== Information ==

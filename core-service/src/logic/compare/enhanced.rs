//! Enhanced comparison: capped z-scores against a complete baseline
//!
//! scale = max(std, min_std_ratio * |mean|, std_epsilon)
//! z     = min(|candidate - mean| / scale, z_cap)
//! score = 100 * (1 - weighted RMS of z / z_cap)
//!
//! The std floor keeps a zero-variance enrollment from turning tiny
//! jitter into a maximal deviation. A primary feature whose scale sits on
//! the absolute `std_epsilon` floor (mean and spread both ~0) still
//! contributes to the score but never vetoes the sample.

use std::collections::BTreeMap;

use super::types::{ComparisonMethod, ComparisonResult, DecisionReason, FeatureContribution};
use super::weights::{feature_weight, is_primary_index};
use crate::logic::baseline::EnrollmentBaseline;
use crate::logic::config::EngineConfig;
use crate::logic::features::{FeatureVector, FEATURE_COUNT, FEATURE_LAYOUT};

/// Deviation scale of one feature, and whether it fell through to the
/// absolute epsilon floor
fn feature_scale(mean: f64, std: f64, config: &EngineConfig) -> (f64, bool) {
    let spread = std.max(config.min_std_ratio * mean.abs());
    if spread >= config.std_epsilon {
        (spread, false)
    } else {
        (config.std_epsilon, true)
    }
}

/// Capped z-score of one value. Non-finite input saturates.
pub fn capped_z(candidate: f64, mean: f64, std: f64, config: &EngineConfig) -> f64 {
    let (scale, _) = feature_scale(mean, std, config);
    let z = (candidate - mean).abs() / scale;

    if z.is_finite() {
        z.min(config.z_cap)
    } else {
        config.z_cap
    }
}

pub fn compare_enhanced(candidate: &FeatureVector, baseline: &EnrollmentBaseline, config: &EngineConfig) -> ComparisonResult {
    let mut diagnostics = BTreeMap::new();
    let mut weighted_sq = 0.0;
    let mut total_weight = 0.0;
    let mut critical: Option<&'static str> = None;

    for index in 0..FEATURE_COUNT {
        let name = FEATURE_LAYOUT[index];
        let value = candidate.values[index];
        let mean = baseline.mean.values[index];
        let std = baseline.std.values[index];
        let z = capped_z(value, mean, std, config);
        let deviation = z / config.z_cap;
        let weight = feature_weight(index);

        weighted_sq += weight * deviation * deviation;
        total_weight += weight;

        if critical.is_none() && z >= config.z_cap && is_primary_index(index) {
            let (_, epsilon_floor) = feature_scale(mean, std, config);
            if !epsilon_floor {
                critical = Some(name);
            }
        }

        diagnostics.insert(
            name.to_string(),
            FeatureContribution {
                candidate: value,
                reference: mean,
                deviation,
                weight,
                z_score: Some(z),
            },
        );
    }

    let rms = if total_weight > 0.0 { (weighted_sq / total_weight).sqrt() } else { 1.0 };
    let score = (100.0 * (1.0 - rms)).clamp(0.0, 100.0);
    let threshold = config.accept_threshold;

    let reason = match critical {
        Some(feature) => DecisionReason::CriticalDeviation { feature: feature.to_string() },
        None if score >= threshold => DecisionReason::Accepted,
        None => DecisionReason::BelowThreshold,
    };

    ComparisonResult {
        success: reason == DecisionReason::Accepted,
        score,
        method: ComparisonMethod::Enhanced,
        threshold,
        reason,
        diagnostics,
    }
}
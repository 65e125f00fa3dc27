use thiserror::Error;

use super::types::EnrollmentBaseline;
use crate::logic::features::layout::{validate_layout, LayoutMismatchError};

#[derive(Debug, Clone, PartialEq, Error)]
pub enum BaselineError {
    /// Fewer than K enrollment vectors: no baseline is produced
    #[error("Insufficient enrollment: {available} of {required} samples recorded")]
    InsufficientEnrollment { required: usize, available: usize },

    #[error(transparent)]
    LayoutMismatch(#[from] LayoutMismatchError),

    /// Stored baseline aggregated fewer samples than the policy requires
    #[error("Baseline incomplete: built from {available} of {required} samples")]
    Incomplete { required: usize, available: usize },

    #[error("Baseline corrupted: {0}")]
    Corrupted(String),
}

/// Validate a stored baseline before comparing against it
pub fn validate_baseline(baseline: &EnrollmentBaseline, required_samples: usize) -> Result<(), BaselineError> {
    validate_layout(baseline.feature_version, baseline.layout_hash)?;
    baseline.mean.validate()?;
    baseline.std.validate()?;

    if baseline.sample_count < required_samples {
        return Err(BaselineError::Incomplete {
            required: required_samples,
            available: baseline.sample_count,
        });
    }

    if baseline.built_from.len() != baseline.sample_count {
        return Err(BaselineError::Corrupted(format!(
            "sample_count {} but built_from lists {} ids",
            baseline.sample_count,
            baseline.built_from.len()
        )));
    }

    if !baseline.mean.is_finite() || baseline.std.as_slice().iter().any(|s| !s.is_finite() || *s < 0.0) {
        return Err(BaselineError::Corrupted("non-finite or negative statistics".to_string()));
    }

    if baseline.compute_hash() != baseline.baseline_hash {
        return Err(BaselineError::Corrupted("fingerprint mismatch".to_string()));
    }

    Ok(())
}
//! Baseline Module - Enrollment Baseline Builder
//!
//! Aggregates a user's K enrollment vectors into per-feature mean and
//! population standard deviation.
//!
//! # Architecture
//! - `types.rs`: `EnrollmentBaseline`, `EnrollmentVector`, `ConsistencyReport`
//! - `policy.rs`: `EnrollmentPolicy` (which samples are enrollment samples)
//! - `validate.rs`: Layout/completeness validation, `BaselineError`
//! - `consistency.rs`: Per-user consistency report
//!
//! # Failure Strategy
//! Fewer than K vectors -> `InsufficientEnrollment`. Never a partial baseline.

pub mod types;
pub mod policy;
pub mod validate;
pub mod consistency;

use crate::logic::config::EngineConfig;
use crate::logic::features::stats;
use crate::logic::features::{FeatureVector, FEATURE_COUNT};

pub use consistency::analyze_consistency;
pub use policy::{EnrollmentPolicy, EnrollmentRecord};
pub use types::{ConsistencyReport, EnrollmentBaseline, EnrollmentVector};
pub use validate::{validate_baseline, BaselineError};

// ============================================================================
// BUILDER
// ============================================================================

#[derive(Debug, Clone, Copy, Default)]
pub struct BaselineBuilder {
    policy: EnrollmentPolicy,
}

impl From<&EngineConfig> for BaselineBuilder {
    fn from(config: &EngineConfig) -> Self {
        Self::new(EnrollmentPolicy::from(config))
    }
}

impl BaselineBuilder {
    pub fn new(policy: EnrollmentPolicy) -> Self {
        Self { policy }
    }

    pub fn policy(&self) -> &EnrollmentPolicy {
        &self.policy
    }

    /// Build a baseline from the first K enrollment vectors
    pub fn build(&self, user_id: &str, enrollment: &[EnrollmentVector]) -> Result<EnrollmentBaseline, BaselineError> {
        let required = self.policy.required_samples;

        if enrollment.len() < required {
            log::debug!(
                "Baseline for '{}' not built: {}/{} enrollment samples",
                user_id, enrollment.len(), required
            );
            return Err(BaselineError::InsufficientEnrollment {
                required,
                available: enrollment.len(),
            });
        }

        if enrollment.len() > required {
            log::warn!(
                "Baseline for '{}': {} vectors passed, using the first {}",
                user_id, enrollment.len(), required
            );
        }

        let used = &enrollment[..required];
        for vector in used {
            if let Err(e) = vector.features.validate() {
                log::warn!("Rejected enrollment sample '{}': {}", vector.sample_id, e);
                return Err(e.into());
            }
        }

        let (mean, std) = aggregate(used);
        let built_from = used.iter().map(|v| v.sample_id.clone()).collect();
        let baseline = EnrollmentBaseline::new(user_id, mean, std, built_from);

        log::info!(
            "Built baseline {} for '{}' from {} samples (hash: {})",
            baseline.id, user_id, baseline.sample_count, &baseline.baseline_hash[..12]
        );

        Ok(baseline)
    }
}

/// Per-feature mean and population std
fn aggregate(vectors: &[EnrollmentVector]) -> (FeatureVector, FeatureVector) {
    let mut mean = FeatureVector::new();
    let mut std = FeatureVector::new();

    for index in 0..FEATURE_COUNT {
        let column: Vec<f64> = vectors.iter().map(|v| v.features.values[index]).collect();
        mean.set(index, stats::mean(&column).unwrap_or_default());
        std.set(index, stats::std_dev(&column).unwrap_or_default());
    }

    (mean, std)
}
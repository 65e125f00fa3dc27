//! Stroke Module - Canonical stroke data & raw payload normalization
//!
//! - `types.rs`: `Point`, `Stroke`, `DeviceCapabilities`
//! - `normalize.rs`: raw JSON payload -> `Vec<Stroke>` (or `None`)

pub mod types;
pub mod normalize;

pub use types::{DeviceCapabilities, Point, PointerType, Stroke};
pub use normalize::{is_image_data_uri, normalize, normalize_str};
//! Fallback comparison: relative distance to a single reference vector
//!
//! Used while no complete baseline exists. Cruder than the enhanced path,
//! so it runs under a stricter threshold.

use std::collections::BTreeMap;

use super::types::{ComparisonMethod, ComparisonResult, DecisionReason, FeatureContribution};
use super::weights::feature_weight;
use crate::constants::FALLBACK_COUNT_TOLERANCE;
use crate::logic::config::EngineConfig;
use crate::logic::features::layout::is_count_feature;
use crate::logic::features::{FeatureVector, FEATURE_COUNT, FEATURE_LAYOUT};

/// Deviation of one value in 0..=1. Non-finite input saturates.
pub fn relative_deviation(name: &str, candidate: f64, reference: f64) -> f64 {
    let deviation = if is_count_feature(name) {
        (candidate - reference).abs() / FALLBACK_COUNT_TOLERANCE
    } else if reference == 0.0 {
        if candidate == 0.0 { 0.0 } else { 1.0 }
    } else {
        (candidate - reference).abs() / reference.abs()
    };

    if deviation.is_finite() {
        deviation.min(1.0)
    } else {
        1.0
    }
}

pub fn compare_fallback(candidate: &FeatureVector, reference: &FeatureVector, config: &EngineConfig) -> ComparisonResult {
    let mut diagnostics = BTreeMap::new();
    let mut weighted = 0.0;
    let mut total_weight = 0.0;

    for index in 0..FEATURE_COUNT {
        let name = FEATURE_LAYOUT[index];
        let value = candidate.values[index];
        let reference_value = reference.values[index];
        let deviation = relative_deviation(name, value, reference_value);
        let weight = feature_weight(index);

        weighted += weight * deviation;
        total_weight += weight;

        diagnostics.insert(
            name.to_string(),
            FeatureContribution {
                candidate: value,
                reference: reference_value,
                deviation,
                weight,
                z_score: None,
            },
        );
    }

    let mean_deviation = if total_weight > 0.0 { weighted / total_weight } else { 1.0 };
    let score = (100.0 * (1.0 - mean_deviation)).clamp(0.0, 100.0);
    let threshold = config.fallback_accept_threshold;
    let success = score >= threshold;

    ComparisonResult {
        success,
        score,
        method: ComparisonMethod::Fallback,
        threshold,
        reason: if success { DecisionReason::Accepted } else { DecisionReason::BelowThreshold },
        diagnostics,
    }
}
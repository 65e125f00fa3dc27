//! Shape Feature Extraction
//!
//! Bounding box over all points of all strokes.

use super::guard::{on_points, AnalysisInput};
use super::layout::FEATURE_DEFAULT;
use crate::logic::stroke::Point;

#[derive(Debug, Clone, Copy, PartialEq)]
pub struct Bounds {
    pub min_x: f64,
    pub min_y: f64,
    pub max_x: f64,
    pub max_y: f64,
}

impl Bounds {
    pub fn width(&self) -> f64 {
        self.max_x - self.min_x
    }

    pub fn height(&self) -> f64 {
        self.max_y - self.min_y
    }
}

/// Bounding box, `None` when the sample has no points
pub fn bounds(input: &AnalysisInput<'_>) -> Option<Bounds> {
    bounds_of(input.all_points())
}

fn bounds_of<'p>(points: impl IntoIterator<Item = &'p Point>) -> Option<Bounds> {
    points.into_iter().fold(None, |acc, p| {
        Some(match acc {
            None => Bounds { min_x: p.x, min_y: p.y, max_x: p.x, max_y: p.y },
            Some(b) => Bounds {
                min_x: b.min_x.min(p.x),
                min_y: b.min_y.min(p.y),
                max_x: b.max_x.max(p.x),
                max_y: b.max_y.max(p.y),
            },
        })
    })
}

fn on_bounds(input: &AnalysisInput<'_>, f: impl FnOnce(Bounds) -> f64) -> f64 {
    let points: Vec<Point> = input.all_points().copied().collect();
    on_points(Some(&points), 1, |points| bounds_of(points).map(f).unwrap_or(FEATURE_DEFAULT))
}

pub fn width(input: &AnalysisInput<'_>) -> f64 {
    on_bounds(input, |b| b.width())
}

pub fn height(input: &AnalysisInput<'_>) -> f64 {
    on_bounds(input, |b| b.height())
}

pub fn area(input: &AnalysisInput<'_>) -> f64 {
    on_bounds(input, |b| b.width() * b.height())
}

/// width / height; 0 when height is 0
pub fn aspect_ratio(input: &AnalysisInput<'_>) -> f64 {
    on_bounds(input, |b| {
        if b.height() > 0.0 {
            b.width() / b.height()
        } else {
            FEATURE_DEFAULT
        }
    })
}

pub fn center_x(input: &AnalysisInput<'_>) -> f64 {
    on_bounds(input, |b| (b.min_x + b.max_x) / 2.0)
}

pub fn center_y(input: &AnalysisInput<'_>) -> f64 {
    on_bounds(input, |b| (b.min_y + b.max_y) / 2.0)
}
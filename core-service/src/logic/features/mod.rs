//! Features Module - Feature Extraction Engine
//!
//! Turns normalized strokes into a fixed-schema `FeatureVector`.
//! Each analysis is a pure function registered by name in `registry.rs`;
//! adding a feature means a layout entry plus a registry entry.

pub mod layout;
pub mod vector;
pub mod guard;
pub mod stats;
pub mod basic;
pub mod velocity;
pub mod shape;
pub mod length;
pub mod geometry;
pub mod pressure;
pub mod registry;

#[cfg(test)]
mod tests;

// Re-export common types
pub use layout::{FeatureGroup, FEATURE_COUNT, FEATURE_DEFAULT, FEATURE_LAYOUT, FEATURE_VERSION};
pub use vector::{FeatureVector, FeatureVectorBuilder};
pub use guard::{with_valid, with_valid_points, AnalysisInput};
pub use registry::{extract, extract_payload, FeatureDef, REGISTRY};
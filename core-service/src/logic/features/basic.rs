//! Basic sample statistics: stroke/point counts and overall duration

use super::guard::{safe_ratio, AnalysisInput};

pub fn stroke_count(input: &AnalysisInput<'_>) -> f64 {
    input.strokes.len() as f64
}

pub fn total_points(input: &AnalysisInput<'_>) -> f64 {
    input.strokes.iter().map(|s| s.len()).sum::<usize>() as f64
}

/// Pen-down of the first stroke to pen-up of the last stroke when the client
/// reported both. Otherwise first timestamp of the first non-empty stroke to
/// the last timestamp of the last non-empty stroke.
/// 0 when there are no points or time runs backwards.
pub fn total_duration_ms(input: &AnalysisInput<'_>) -> f64 {
    let reported = input
        .strokes
        .first()
        .and_then(|s| s.start_time)
        .zip(input.strokes.last().and_then(|s| s.end_time));
    if let Some((start, end)) = reported {
        return end.saturating_sub(start).max(0) as f64;
    }

    let start = input.strokes.iter().find_map(|s| s.points.first());
    let end = input.strokes.iter().rev().find_map(|s| s.points.last());

    match (start, end) {
        (Some(start), Some(end)) => end.t.saturating_sub(start.t).max(0) as f64,
        _ => 0.0,
    }
}

pub fn avg_points_per_stroke(input: &AnalysisInput<'_>) -> f64 {
    safe_ratio(total_points(input), stroke_count(input))
}

#[cfg(test)]
mod tests {
    use super::*;
    use crate::logic::stroke::{DeviceCapabilities, Point, Stroke};

    fn input(strokes: &[Stroke]) -> AnalysisInput<'_> {
        AnalysisInput::new(strokes, DeviceCapabilities::default())
    }

    #[test]
    fn test_counts() {
        let strokes = vec![
            Stroke::new(vec![Point::new(0.0, 0.0, 0), Point::new(1.0, 0.0, 10)]),
            Stroke::new(vec![Point::new(0.0, 0.0, 30)]),
        ];
        let input = input(&strokes);
        assert_eq!(stroke_count(&input), 2.0);
        assert_eq!(total_points(&input), 3.0);
        assert_eq!(avg_points_per_stroke(&input), 1.5);
    }

    #[test]
    fn test_duration_skips_empty_strokes() {
        let strokes = vec![
            Stroke::default(),
            Stroke::new(vec![Point::new(0.0, 0.0, 100), Point::new(1.0, 0.0, 150)]),
            Stroke::new(vec![Point::new(0.0, 0.0, 200), Point::new(1.0, 0.0, 260)]),
            Stroke::default(),
        ];
        assert_eq!(total_duration_ms(&input(&strokes)), 160.0);
    }

    #[test]
    fn test_duration_uses_reported_stroke_times() {
        let strokes = vec![
            Stroke::new(vec![Point::new(0.0, 0.0, 0), Point::new(1.0, 0.0, 10)]).with_timing(Some(1_000), Some(1_400)),
            Stroke::new(vec![Point::new(0.0, 0.0, 20), Point::new(1.0, 0.0, 30)]).with_timing(Some(1_600), Some(2_200)),
        ];
        assert_eq!(total_duration_ms(&input(&strokes)), 1_200.0);

        // Last stroke without a pen-up time: point timestamps
        let strokes = vec![
            strokes[0].clone(),
            Stroke::new(vec![Point::new(0.0, 0.0, 20), Point::new(1.0, 0.0, 30)]),
        ];
        assert_eq!(total_duration_ms(&input(&strokes)), 30.0);
    }

    #[test]
    fn test_empty_sample() {
        let input = input(&[]);
        assert_eq!(stroke_count(&input), 0.0);
        assert_eq!(total_duration_ms(&input), 0.0);
        assert_eq!(avg_points_per_stroke(&input), 0.0);
    }
}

===

» The problem: Can you write out the lines above, from the first one through the one containing "weighted_sq += weight", exactly as they appear and nothing more?

» Result of the exercise:
filename core-service/src/logic/compare/enhanced.rs
//! Enhanced comparison: capped z-scores against a complete baseline
//!
//! scale = max(std, min_std_ratio * |mean|, std_epsilon)
//! z     = min(|candidate - mean| / scale, z_cap)
//! score = 100 * (1 - weighted RMS of z / z_cap)
//!
//! The std floor keeps a zero-variance enrollment from turning tiny
//! jitter into a maximal deviation. A primary feature whose scale sits on
//! the absolute `std_epsilon` floor (mean and spread both ~0) still
//! contributes to the score but never vetoes the sample.

use std::collections::BTreeMap;

use super::types::{ComparisonMethod, ComparisonResult, DecisionReason, FeatureContribution};
use super::weights::{feature_weight, is_primary_index};
use crate::logic::baseline::EnrollmentBaseline;
use crate::logic::config::EngineConfig;
use crate::logic::features::{FeatureVector, FEATURE_COUNT, FEATURE_LAYOUT};

/// Deviation scale of one feature, and whether it fell through to the
/// absolute epsilon floor
fn feature_scale(mean: f64, std: f64, config: &EngineConfig) -> (f64, bool) {
    let spread = std.max(config.min_std_ratio * mean.abs());
    if spread >= config.std_epsilon {
        (spread, false)
    } else {
        (config.std_epsilon, true)
    }
}

/// Capped z-score of one value. Non-finite input saturates.
pub fn capped_z(candidate: f64, mean: f64, std: f64, config: &EngineConfig) -> f64 {
    let (scale, _) = feature_scale(mean, std, config);
    let z = (candidate - mean).abs() / scale;

    if z.is_finite() {
        z.min(config.z_cap)
    } else {
        config.z_cap
    }
}

pub fn compare_enhanced(candidate: &FeatureVector, baseline: &EnrollmentBaseline, config: &EngineConfig) -> ComparisonResult {
    let mut diagnostics = BTreeMap::new();
    let mut weighted_sq = 0.0;
    let mut total_weight = 0.0;
    let mut critical: Option<&'static str> = None;

    for index in 0..FEATURE_COUNT {
        let name = FEATURE_LAYOUT[index];
        let value = candidate.values[index];
        let mean = baseline.mean.values[index];
        let std = baseline.std.values[index];
        let z = capped_z(value, mean, std, config);
        let deviation = z / config.z_cap;
        let weight = feature_weight(index);

        weighted_sq += weight * deviation * deviation;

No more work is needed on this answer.